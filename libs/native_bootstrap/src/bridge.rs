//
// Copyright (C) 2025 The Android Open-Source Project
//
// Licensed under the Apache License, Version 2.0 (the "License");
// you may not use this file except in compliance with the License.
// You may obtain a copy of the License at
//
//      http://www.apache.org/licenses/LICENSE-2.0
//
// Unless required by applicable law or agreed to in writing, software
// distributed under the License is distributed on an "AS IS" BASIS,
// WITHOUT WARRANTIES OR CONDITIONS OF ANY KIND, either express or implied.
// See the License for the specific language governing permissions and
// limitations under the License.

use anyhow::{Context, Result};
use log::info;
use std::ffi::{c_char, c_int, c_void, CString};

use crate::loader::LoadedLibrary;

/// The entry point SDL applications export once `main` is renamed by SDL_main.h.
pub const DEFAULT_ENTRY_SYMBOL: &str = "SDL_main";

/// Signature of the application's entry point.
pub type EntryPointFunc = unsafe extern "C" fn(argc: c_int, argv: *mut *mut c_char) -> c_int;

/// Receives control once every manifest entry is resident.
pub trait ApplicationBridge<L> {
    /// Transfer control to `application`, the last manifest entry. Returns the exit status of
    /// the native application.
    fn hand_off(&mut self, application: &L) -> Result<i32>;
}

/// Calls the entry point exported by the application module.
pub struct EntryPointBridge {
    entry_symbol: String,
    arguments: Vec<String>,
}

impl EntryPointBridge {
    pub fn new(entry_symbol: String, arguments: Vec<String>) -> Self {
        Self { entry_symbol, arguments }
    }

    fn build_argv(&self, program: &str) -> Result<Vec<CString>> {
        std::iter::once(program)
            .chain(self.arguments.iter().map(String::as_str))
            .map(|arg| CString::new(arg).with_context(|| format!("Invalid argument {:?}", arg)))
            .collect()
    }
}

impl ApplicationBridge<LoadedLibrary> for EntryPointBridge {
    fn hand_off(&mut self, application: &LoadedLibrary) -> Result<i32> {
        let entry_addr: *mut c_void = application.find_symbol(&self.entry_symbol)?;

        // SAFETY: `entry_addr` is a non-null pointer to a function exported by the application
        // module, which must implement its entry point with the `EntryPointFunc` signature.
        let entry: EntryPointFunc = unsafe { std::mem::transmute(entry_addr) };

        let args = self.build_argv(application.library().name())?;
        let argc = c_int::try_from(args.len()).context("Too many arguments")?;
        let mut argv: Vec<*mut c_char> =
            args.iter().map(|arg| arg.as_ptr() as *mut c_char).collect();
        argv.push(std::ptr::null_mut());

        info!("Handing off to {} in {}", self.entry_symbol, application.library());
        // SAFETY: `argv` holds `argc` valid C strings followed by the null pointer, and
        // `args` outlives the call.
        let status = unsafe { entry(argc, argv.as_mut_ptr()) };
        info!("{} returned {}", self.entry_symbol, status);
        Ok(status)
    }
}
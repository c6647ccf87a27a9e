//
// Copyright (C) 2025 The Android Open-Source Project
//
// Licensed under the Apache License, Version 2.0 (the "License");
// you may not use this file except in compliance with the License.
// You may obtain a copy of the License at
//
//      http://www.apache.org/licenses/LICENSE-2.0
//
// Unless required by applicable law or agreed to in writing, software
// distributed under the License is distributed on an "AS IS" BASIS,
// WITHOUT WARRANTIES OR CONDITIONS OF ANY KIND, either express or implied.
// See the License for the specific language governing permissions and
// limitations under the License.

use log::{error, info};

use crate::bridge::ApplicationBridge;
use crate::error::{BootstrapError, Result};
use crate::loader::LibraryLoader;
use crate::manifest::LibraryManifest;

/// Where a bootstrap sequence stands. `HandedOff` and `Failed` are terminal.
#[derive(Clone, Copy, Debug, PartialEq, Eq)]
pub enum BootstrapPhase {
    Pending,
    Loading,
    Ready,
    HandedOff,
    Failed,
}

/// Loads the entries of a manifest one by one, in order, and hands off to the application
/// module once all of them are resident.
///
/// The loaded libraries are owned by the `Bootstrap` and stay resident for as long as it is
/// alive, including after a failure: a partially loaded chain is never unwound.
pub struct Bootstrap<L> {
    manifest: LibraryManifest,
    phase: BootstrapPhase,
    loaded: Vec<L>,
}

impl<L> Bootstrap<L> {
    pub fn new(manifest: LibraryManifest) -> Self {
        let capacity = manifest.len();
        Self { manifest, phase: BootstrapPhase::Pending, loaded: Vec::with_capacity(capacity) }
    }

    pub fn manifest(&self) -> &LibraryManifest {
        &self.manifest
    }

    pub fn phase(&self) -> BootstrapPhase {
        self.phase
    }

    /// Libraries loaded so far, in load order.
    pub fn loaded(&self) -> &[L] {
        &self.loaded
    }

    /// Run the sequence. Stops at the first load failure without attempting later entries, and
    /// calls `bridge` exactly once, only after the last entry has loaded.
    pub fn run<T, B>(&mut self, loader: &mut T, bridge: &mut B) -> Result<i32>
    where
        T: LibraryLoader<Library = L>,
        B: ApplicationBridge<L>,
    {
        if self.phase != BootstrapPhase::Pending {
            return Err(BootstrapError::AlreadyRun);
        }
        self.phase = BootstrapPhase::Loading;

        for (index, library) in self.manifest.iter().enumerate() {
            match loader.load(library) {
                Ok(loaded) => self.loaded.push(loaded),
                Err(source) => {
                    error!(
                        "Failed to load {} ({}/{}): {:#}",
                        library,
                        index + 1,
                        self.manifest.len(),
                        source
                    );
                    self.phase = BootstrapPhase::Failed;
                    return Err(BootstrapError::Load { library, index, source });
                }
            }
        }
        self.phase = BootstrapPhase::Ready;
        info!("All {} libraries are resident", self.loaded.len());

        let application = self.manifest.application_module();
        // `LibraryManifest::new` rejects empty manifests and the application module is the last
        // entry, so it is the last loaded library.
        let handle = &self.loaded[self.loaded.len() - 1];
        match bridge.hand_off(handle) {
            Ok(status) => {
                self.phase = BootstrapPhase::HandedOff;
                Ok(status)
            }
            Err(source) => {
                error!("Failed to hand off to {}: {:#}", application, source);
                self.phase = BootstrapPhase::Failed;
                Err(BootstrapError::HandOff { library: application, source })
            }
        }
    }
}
═══
(Your assignment): Search the data above for the string "after" and copy each line that has it.

(Your solution):
/// alive, including after a failure: a partially loaded chain is never unwound.
    /// calls `bridge` exactly once, only after the last entry has loaded.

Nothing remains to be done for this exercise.